PD: Domestic violence at root of Gilbert shootings

Posted: Updated:
Gilbert Police Sgt. Bill Balafas Gilbert Police Sgt. Bill Balafas

Police said a woman heard arguing before five people were shot to death in a Gilbert home Wednesday, leading police to believe that domestic violence was at the root of what they were calling a horrific murder-suicide.

Gilbert Police Sgt. Bill Balafas on Thursday morning said the 19-year-old daughter of one of the victims, Lisa Mederos, was in the home and also heard gunshots.

Balafas said the woman did not see the shootings, but found the bodies and was one of the people who called 911.

Jason Todd Ready, 39, is believed to have shot his girlfriend, Lisa Mederos, her daughter, a man and a 1-year-old toddler before taking his own life in the normally quiet Gilbert neighborhood.

Ready was identified by police as a former Marine with ties to neo-Nazi and Arizona militia groups.

Balafas said Ready and Mederos lived at the home at 530 W. Tumbleweed, near Warner and Cooper Roads.

Balafas said police were still looking for a concrete motive, but felt it was "safe to say" it was purely a domestic violence situation

Also killed were Lisa's daughter, Amber Mederos, 23; Amber's boyfriend, Jim Hiott, 24; and Amber's daughter, Lilly, 1. The infant was taken to the hospital, where she died. Police said the bodies of the two men were found outside the home, and the bodies of the two women and infant were found inside.

Balafas said the Maricopa County medical examiner was performing autopsies on the bodies, and those results and ballistic information were expected to support the theory of a murder-suicide.

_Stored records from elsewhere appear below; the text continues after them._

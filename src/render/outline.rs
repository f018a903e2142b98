use std::fmt::Write;

use super::element_label;
use crate::model::node::{AssembledGraph, Completeness, GraphNode, NodeMarker};

/// Indented plain-text outline, one element per line.
pub fn render_outline(graph: &AssembledGraph) -> String {
    let mut out = String::new();
    write_node(&graph.root, None, 0, &mut out);
    match graph.completeness {
        Completeness::Complete => {}
        Completeness::Partial { failed_branches } => {
            let _ = writeln!(out, "(partial: {} failed branches)", failed_branches);
        }
        Completeness::Cancelled {
            completed_levels,
            failed_branches,
        } => {
            let _ = writeln!(
                out,
                "(cancelled after {} levels, {} failed branches)",
                completed_levels, failed_branches
            );
        }
    }
    out
}

fn write_node(node: &GraphNode, group: Option<&str>, depth: usize, out: &mut String) {
    let indent = "  ".repeat(depth);
    let bullet = if depth == 0 { "" } else { "- " };
    let _ = write!(out, "{}{}", indent, bullet);
    if let Some(name) = group {
        let _ = write!(out, "{}: ", name);
    }
    let _ = write!(
        out,
        "{} [{}] {}",
        element_label(&node.element),
        node.element.properties.kind(),
        node.guid()
    );
    if let Some(ctx) = &node.element.relationship_context {
        let _ = write!(out, " via {}", ctx.type_name());
    }
    match node.status.marker {
        NodeMarker::VisitedStub => out.push_str(" (cycle)"),
        NodeMarker::SharedStub => out.push_str(" (see above)"),
        NodeMarker::Expanded => {}
    }
    if node.status.partial {
        out.push_str(" (partial)");
    }
    if node.status.depth_exceeded {
        out.push_str(" (more)");
    }
    out.push('\n');

    for issue in &node.status.issues {
        let _ = writeln!(out, "{}    ! {}", indent, issue.message);
    }
    for (group, child) in node.edges() {
        write_node(child, group, depth + 1, out);
    }
}

#[cfg(test)]
mod tests {
    use super::*;
    use crate::graph::{AssemblyRequest, ExpansionPolicy, GraphAssembler, RelationshipGroup};
    use crate::repository::{FailureMode, InMemoryRepository};
    use serde_json::json;
    use std::sync::Arc;

    fn request(depth: usize) -> AssemblyRequest {
        AssemblyRequest::new(
            "c1",
            vec![
                RelationshipGroup::new("children", &["CollectionMembership"]),
                RelationshipGroup::new("links", &["ResourceList"]),
            ],
            depth,
            ExpansionPolicy::DagWithSharing,
        )
    }

    fn repo() -> InMemoryRepository {
        InMemoryRepository::new()
            .with_element("c1", "Collection", json!({"displayName": "Root"}))
            .with_element("m1", "Asset", json!({"displayName": "Orders"}))
            .with_relationship("r1", "CollectionMembership", "c1", "m1")
            .with_relationship("r2", "ResourceList", "c1", "m1")
    }

    #[tokio::test]
    async fn test_outline() {
        let graph = GraphAssembler::new(Arc::new(repo()))
            .assemble(&request(2))
            .await
            .unwrap();
        let expected = [
            "Root [collection] c1",
            "  - Orders [asset] m1 via CollectionMembership",
            "  - links: Orders [asset] m1 via ResourceList (see above)",
            "",
        ]
        .join("\n");
        assert_eq!(render_outline(&graph), expected);
    }

    #[tokio::test]
    async fn test_outline_marks_failed_branch() {
        let repo = repo().with_failure("m1", FailureMode::Transient("store offline".into()));
        let graph = GraphAssembler::new(Arc::new(repo))
            .assemble(&request(2))
            .await
            .unwrap();
        let text = render_outline(&graph);
        assert!(text.contains("m1 via CollectionMembership (partial)\n"), "{}", text);
        assert!(text.contains("    ! "), "{}", text);
        assert!(text.ends_with("(partial: 1 failed branches)\n"), "{}", text);
    }
}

The FBI and the Joint Terrorism Task Force were at the scene because of the amount of military-grade munitions found in the house and chemicals found in 55-gallon drums in the backyard of the home, Balafas said. He said he couldn't speak to what those agencies were investigating, but that the munitions and chemicals had been moved from the house.

The house is no stranger to domestic violence.

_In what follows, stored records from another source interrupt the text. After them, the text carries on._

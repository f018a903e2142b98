//! Load record fixtures from disk into the SQLite snapshot.
//!
//! A fixture is a JSON or YAML document shaped `{elements: [...], relationships: [...]}`
//! using the same camelCase record fields the repository returns.

use sha2::{Digest, Sha256};
use std::path::{Path, PathBuf};
use walkdir::WalkDir;

use crate::db::store::{import_batch, RecordBatch, StoreCounts};
use crate::db::Db;
use crate::error::{MetaviewError, Result};

#[derive(Debug, Clone, Copy, PartialEq, Eq)]
pub enum FixtureFormat {
    Json,
    Yaml,
}

impl FixtureFormat {
    fn from_extension(extension: &str) -> Option<Self> {
        match extension {
            "json" => Some(FixtureFormat::Json),
            "yaml" | "yml" => Some(FixtureFormat::Yaml),
            _ => None,
        }
    }
}

/// A discovered fixture file
#[derive(Debug, Clone)]
pub struct FixtureFile {
    pub relative_path: String,
    pub absolute_path: PathBuf,
    pub format: FixtureFormat,
}

/// Find every `.json`, `.yaml` and `.yml` file under `root`, sorted by relative path.
pub fn discover_fixtures(root: &Path) -> Result<Vec<FixtureFile>> {
    if !root.is_dir() {
        return Err(MetaviewError::InvalidInput(format!(
            "fixture root is not a directory: {}",
            root.display()
        )));
    }

    let mut files = Vec::new();
    for entry in WalkDir::new(root)
        .follow_links(true)
        .into_iter()
        .filter_map(|e| e.ok())
    {
        let path = entry.path();
        if !path.is_file() {
            continue;
        }
        let extension = path
            .extension()
            .and_then(|s| s.to_str())
            .unwrap_or("")
            .to_lowercase();
        let Some(format) = FixtureFormat::from_extension(&extension) else {
            continue;
        };
        let relative_path = path
            .strip_prefix(root)
            .map_err(|_| {
                MetaviewError::Config(format!("Failed to compute relative path for: {}", path.display()))
            })?
            .to_string_lossy()
            .replace('\\', "/");
        files.push(FixtureFile {
            relative_path,
            absolute_path: path.to_path_buf(),
            format,
        });
    }

    // Later files win on guid conflicts, so the order has to be stable.
    files.sort_by(|a, b| a.relative_path.cmp(&b.relative_path));
    log::info!("Discovered {} fixture files in {}", files.len(), root.display());
    Ok(files)
}

pub fn parse_fixture(content: &str, format: FixtureFormat, path: &str) -> Result<RecordBatch> {
    match format {
        FixtureFormat::Json => serde_json::from_str(content)
            .map_err(|e| MetaviewError::Parse(format!("{}: {}", path, e))),
        FixtureFormat::Yaml => serde_yaml_ng::from_str(content)
            .map_err(|e| MetaviewError::Parse(format!("{}: {}", path, e))),
    }
}

/// Hex SHA-256 of a fixture's bytes, reported so re-imports can be compared.
pub fn fixture_digest(content: &[u8]) -> String {
    let mut hasher = Sha256::new();
    hasher.update(content);
    format!("{:x}", hasher.finalize())
}

#[derive(Debug, Clone, PartialEq, Eq)]
pub struct ImportedFile {
    pub relative_path: String,
    pub digest: String,
    pub counts: StoreCounts,
}

#[derive(Debug, Clone, Default)]
pub struct ImportReport {
    pub imported: Vec<ImportedFile>,
    /// Files that could not be read or parsed, with the reason
    pub failed: Vec<(String, String)>,
}

impl ImportReport {
    pub fn totals(&self) -> StoreCounts {
        self.imported.iter().fold(StoreCounts::default(), |mut acc, f| {
            acc.elements += f.counts.elements;
            acc.relationships += f.counts.relationships;
            acc.skipped += f.counts.skipped;
            acc
        })
    }
}

pub async fn import_file(db: &Db, file: &FixtureFile) -> Result<ImportedFile> {
    let bytes = std::fs::read(&file.absolute_path)?;
    let content = String::from_utf8(bytes)
        .map_err(|_| MetaviewError::Parse(format!("{}: not valid UTF-8", file.relative_path)))?;
    let batch = parse_fixture(&content, file.format, &file.relative_path)?;
    if batch.is_empty() {
        log::warn!("{} holds no elements or relationships", file.relative_path);
    }
    let digest = fixture_digest(content.as_bytes());
    let counts = import_batch(db, batch, Some(file.relative_path.clone())).await?;
    Ok(ImportedFile {
        relative_path: file.relative_path.clone(),
        digest,
        counts,
    })
}

/// Import every fixture under `root`. A bad file is reported and skipped; database
/// errors abort the run.
pub async fn import_dir(db: &Db, root: &Path) -> Result<ImportReport> {
    let files = discover_fixtures(root)?;
    let mut report = ImportReport::default();

    for (idx, file) in files.iter().enumerate() {
        log::debug!("[{}/{}] Importing {}", idx + 1, files.len(), file.relative_path);
        match import_file(db, file).await {
            Ok(imported) => {
                log::info!(
                    "{}: {} elements, {} relationships, {} skipped",
                    imported.relative_path,
                    imported.counts.elements,
                    imported.counts.relationships,
                    imported.counts.skipped
                );
                report.imported.push(imported);
            }
            Err(e @ MetaviewError::Database(_)) => return Err(e),
            Err(e) => {
                log::error!("{}: {}", file.relative_path, e);
                report.failed.push((file.relative_path.clone(), e.to_string()));
            }
        }
    }
    Ok(report)
}

#[cfg(test)]
mod tests {
    use super::*;
    use crate::db::store::snapshot_stats;
    use crate::repository::{MetadataRepository, SqliteRepository};
    use std::fs;
    use tempfile::TempDir;

    const JSON_FIXTURE: &str = r#"{
        "elements": [
            {"guid": "c1", "typeName": "Collection", "properties": {"displayName": "Root"}},
            {"guid": "m1", "typeName": "Asset", "properties": {"qualifiedName": "asset::orders"}}
        ],
        "relationships": [
            {"guid": "r1", "typeName": "CollectionMembership", "end1Guid": "c1", "end2Guid": "m1"}
        ]
    }"#;

    const YAML_FIXTURE: &str = r#"
elements:
  - guid: m2
    typeName: Asset
    properties:
      displayName: Customers
relationships:
  - guid: r2
    typeName: CollectionMembership
    end1Guid: c1
    end2Guid: m2
"#;

    #[test]
    fn test_discover_fixtures() {
        let dir = TempDir::new().unwrap();
        let root = dir.path();
        fs::create_dir_all(root.join("nested")).unwrap();
        fs::write(root.join("b.json"), "{}").unwrap();
        fs::write(root.join("nested/a.yml"), "{}").unwrap();
        fs::write(root.join("c.YAML"), "{}").unwrap();
        fs::write(root.join("notes.md"), "# skip").unwrap();

        let files = discover_fixtures(root).unwrap();
        let paths: Vec<&str> = files.iter().map(|f| f.relative_path.as_str()).collect();
        assert_eq!(paths, vec!["b.json", "c.YAML", "nested/a.yml"]);
        assert_eq!(files[1].format, FixtureFormat::Yaml);
    }

    #[test]
    fn test_discover_rejects_file_root() {
        let dir = TempDir::new().unwrap();
        let file = dir.path().join("x.json");
        fs::write(&file, "{}").unwrap();
        assert!(matches!(discover_fixtures(&file), Err(MetaviewError::InvalidInput(_))));
    }

    #[test]
    fn test_parse_fixture_formats() {
        let batch = parse_fixture(JSON_FIXTURE, FixtureFormat::Json, "a.json").unwrap();
        assert_eq!(batch.elements.len(), 2);
        assert_eq!(batch.relationships[0].end2_guid.as_deref(), Some("m1"));

        let batch = parse_fixture(YAML_FIXTURE, FixtureFormat::Yaml, "b.yaml").unwrap();
        assert_eq!(batch.elements[0].properties["displayName"], "Customers");
        assert!(!batch.is_empty());
        assert!(parse_fixture("{}", FixtureFormat::Json, "empty.json").unwrap().is_empty());
        assert!(matches!(
            parse_fixture("elements: [", FixtureFormat::Yaml, "bad.yaml"),
            Err(MetaviewError::Parse(msg)) if msg.starts_with("bad.yaml")
        ));
    }

    #[tokio::test]
    async fn test_import_dir_into_repository() {
        let dir = TempDir::new().unwrap();
        let fixtures = dir.path().join("fixtures");
        fs::create_dir_all(&fixtures).unwrap();
        fs::write(fixtures.join("01-base.json"), JSON_FIXTURE).unwrap();
        fs::write(fixtures.join("02-more.yaml"), YAML_FIXTURE).unwrap();
        fs::write(fixtures.join("03-broken.json"), "{ nope").unwrap();

        let repo = SqliteRepository::open(dir.path().join("snapshot.db"), None).await.unwrap();
        let report = import_dir(repo.db(), &fixtures).await.unwrap();

        assert_eq!(report.imported.len(), 2);
        assert_eq!(report.failed.len(), 1);
        assert_eq!(report.failed[0].0, "03-broken.json");
        let totals = report.totals();
        assert_eq!((totals.elements, totals.relationships), (3, 2));
        assert_eq!(report.imported[0].digest, fixture_digest(JSON_FIXTURE.as_bytes()));

        let stats = snapshot_stats(repo.db()).await.unwrap();
        assert_eq!(stats.dangling, 0);
        let record = repo.get_element("m2").await.unwrap();
        assert_eq!(record.type_name.as_deref(), Some("Asset"));
    }
}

Balafas said he learned early Thursday there had been previous calls for domestic violence at the house, though he said he did not know how many.

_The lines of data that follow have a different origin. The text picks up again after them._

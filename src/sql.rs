use sqlparser::ast::{self, Expr, FromTable, ObjectNamePart, SetExpr, Statement, TableFactor, TableObject, Value, ValueWithSpan};
use sqlparser::dialect::PostgreSqlDialect;
use sqlparser::parser::Parser;
use ulid::Ulid;

use crate::engine::BookingForm;
use crate::model::*;

/// Parsed command from SQL input.
#[derive(Debug, PartialEq)]
pub enum Command {
    InsertOwner {
        id: Ulid,
        api_key: String,
    },
    InsertBusiness {
        id: Ulid,
        owner_id: Ulid,
        name: String,
        contact_email: Option<String>,
    },
    InsertBusinessHours {
        day: DayOfWeek,
        is_open: bool,
        start: ClockTime,
        end: ClockTime,
    },
    InsertService {
        id: Ulid,
        name: String,
        duration: u16,
        price: i64,
        category: String,
    },
    InsertServiceAvailability {
        service_id: Ulid,
        day: DayOfWeek,
        start: ClockTime,
        end: ClockTime,
        break_between: u16,
        max_concurrent: u32,
        duration: Option<u16>,
    },
    DeleteServiceAvailability {
        service_id: Ulid,
        day: DayOfWeek,
    },
    InsertBooking {
        form: BookingForm,
    },
    InsertBookingStatus {
        id: Ulid,
        status: BookingStatus,
    },
    DeleteBooking {
        id: Ulid,
    },
    SelectSlots {
        service_id: Ulid,
        from: String,
        to: String,
    },
    SelectServices,
    SelectServiceAvailability {
        service_id: Ulid,
    },
    SelectBusinessInfo,
    SelectBusinessHours,
    SelectBooking {
        id: Ulid,
    },
    SweepNotifications,
}

pub fn parse_sql(sql: &str) -> Result<Command, SqlError> {
    let dialect = PostgreSqlDialect {};
    let stmts = Parser::parse_sql(&dialect, sql).map_err(|e| SqlError::Parse(e.to_string()))?;
    if stmts.is_empty() {
        return Err(SqlError::Empty);
    }

    match &stmts[0] {
        Statement::Insert(insert) => parse_insert(insert),
        Statement::Delete(delete) => parse_delete(delete),
        Statement::Query(query) => parse_select(query),
        other => Err(SqlError::Unsupported(format!("{other}"))),
    }
}

fn parse_insert(insert: &ast::Insert) -> Result<Command, SqlError> {
    let table = insert_table_name(insert)?;
    let values = extract_insert_values(insert)?;
    let need = |n: usize, name: &'static str| {
        if values.len() < n {
            Err(SqlError::WrongArity(name, n, values.len()))
        } else {
            Ok(())
        }
    };

    match table.as_str() {
        "owners" => {
            need(2, "owners")?;
            Ok(Command::InsertOwner {
                id: parse_ulid_expr(&values[0])?,
                api_key: parse_string_expr(&values[1])?,
            })
        }
        "businesses" => {
            need(3, "businesses")?;
            Ok(Command::InsertBusiness {
                id: parse_ulid_expr(&values[0])?,
                owner_id: parse_ulid_expr(&values[1])?,
                name: parse_string_expr(&values[2])?,
                contact_email: values.get(3).map(parse_string_or_null).transpose()?.flatten(),
            })
        }
        "business_hours" => {
            need(2, "business_hours")?;
            let is_open = parse_bool(&values[1])?;
            // A closed day may leave its times NULL or out entirely.
            let time_at = |i: usize, column: &str| -> Result<ClockTime, SqlError> {
                match values.get(i).map(parse_string_or_null).transpose()?.flatten() {
                    Some(s) => parse_clock(&s),
                    None if !is_open => Ok(ClockTime::default()),
                    None => Err(SqlError::InvalidValue(format!("open day needs {column}"))),
                }
            };
            Ok(Command::InsertBusinessHours {
                day: parse_day(&values[0])?,
                is_open,
                start: time_at(2, "start_time")?,
                end: time_at(3, "end_time")?,
            })
        }
        "services" => {
            need(5, "services")?;
            Ok(Command::InsertService {
                id: parse_ulid_expr(&values[0])?,
                name: parse_string_expr(&values[1])?,
                duration: parse_u16(&values[2])?,
                price: parse_i64_expr(&values[3])?,
                category: parse_string_expr(&values[4])?,
            })
        }
        "service_availability" => {
            need(6, "service_availability")?;
            Ok(Command::InsertServiceAvailability {
                service_id: parse_ulid_expr(&values[0])?,
                day: parse_day(&values[1])?,
                start: parse_clock(&parse_string_expr(&values[2])?)?,
                end: parse_clock(&parse_string_expr(&values[3])?)?,
                break_between: parse_u16(&values[4])?,
                max_concurrent: parse_u32(&values[5])?,
                duration: values.get(6).map(parse_u16_or_null).transpose()?.flatten(),
            })
        }
        "bookings" => {
            need(7, "bookings")?;
            Ok(Command::InsertBooking {
                form: BookingForm {
                    id: parse_ulid_expr(&values[0])?,
                    service_id: parse_ulid_expr(&values[1])?,
                    customer_name: parse_string_expr(&values[2])?,
                    customer_email: parse_string_expr(&values[3])?,
                    customer_phone: parse_string_expr(&values[4])?,
                    date: parse_string_expr(&values[5])?,
                    time: parse_string_expr(&values[6])?,
                    notes: values.get(7).map(parse_string_or_null).transpose()?.flatten(),
                },
            })
        }
        "booking_status" => {
            need(2, "booking_status")?;
            let status = parse_string_expr(&values[1])?;
            Ok(Command::InsertBookingStatus {
                id: parse_ulid_expr(&values[0])?,
                status: status.parse().map_err(SqlError::InvalidValue)?,
            })
        }
        _ => Err(SqlError::UnknownTable(table)),
    }
}

fn parse_delete(delete: &ast::Delete) -> Result<Command, SqlError> {
    let table = delete_table_name(delete)?;
    let mut filters = Filters::default();
    if let Some(selection) = &delete.selection {
        filters.collect(selection)?;
    }

    match table.as_str() {
        "bookings" => Ok(Command::DeleteBooking {
            id: filters.id.ok_or(SqlError::MissingFilter("id"))?,
        }),
        "service_availability" => Ok(Command::DeleteServiceAvailability {
            service_id: filters.service_id.ok_or(SqlError::MissingFilter("service_id"))?,
            day: filters.day.ok_or(SqlError::MissingFilter("day"))?,
        }),
        _ => Err(SqlError::UnknownTable(table)),
    }
}

fn parse_select(query: &ast::Query) -> Result<Command, SqlError> {
    let select = match query.body.as_ref() {
        SetExpr::Select(s) => s,
        _ => return Err(SqlError::Unsupported("non-SELECT query".into())),
    };

    if select.from.is_empty() {
        return Err(SqlError::Parse("SELECT without FROM".into()));
    }
    let table = table_factor_name(&select.from[0].relation)?;

    let mut filters = Filters::default();
    if let Some(selection) = &select.selection {
        filters.collect(selection)?;
    }

    match table.as_str() {
        "slots" => Ok(Command::SelectSlots {
            service_id: filters.service_id.ok_or(SqlError::MissingFilter("service_id"))?,
            from: filters.date_from.ok_or(SqlError::MissingFilter("date >="))?,
            to: filters.date_to.ok_or(SqlError::MissingFilter("date <="))?,
        }),
        "services" => Ok(Command::SelectServices),
        "service_availability" => Ok(Command::SelectServiceAvailability {
            service_id: filters.service_id.ok_or(SqlError::MissingFilter("service_id"))?,
        }),
        "business_info" => Ok(Command::SelectBusinessInfo),
        "business_hours" => Ok(Command::SelectBusinessHours),
        "bookings" => Ok(Command::SelectBooking {
            id: filters.id.ok_or(SqlError::MissingFilter("id"))?,
        }),
        "sweep_notifications" => Ok(Command::SweepNotifications),
        _ => Err(SqlError::UnknownTable(table)),
    }
}

/// Column filters recognised in WHERE clauses joined by AND.
#[derive(Debug, Default)]
struct Filters {
    id: Option<Ulid>,
    service_id: Option<Ulid>,
    day: Option<DayOfWeek>,
    date_from: Option<String>,
    date_to: Option<String>,
}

Officers were going to continue to canvass the neighborhood in case there were other witnesses who could help the investigation, Balafas said.

Balafas said the hearts of the police department go out to the families.

"This does have a human impact on us and the whole community," Balafas said.

The Anti-Defamation League said on Thursday it has tracked Ready's activities since the early 2000s.

Arizona Regional Board Chair Miriam Weisman and Regional Director Bill Straus issued the following statement:

"J.T. Ready subscribed to an ideology that embraces hate and violence. It is a culture which sees violence as a solution to social, political and even personal problems. ADL has been aware of his  involvement and leadership in white supremacist groups and activities for over a decade, and while to our knowledge he had no previous personal record of domestic violence, ADL has tracked many incidents of white supremacist violence against women in recent years, including domestic violence."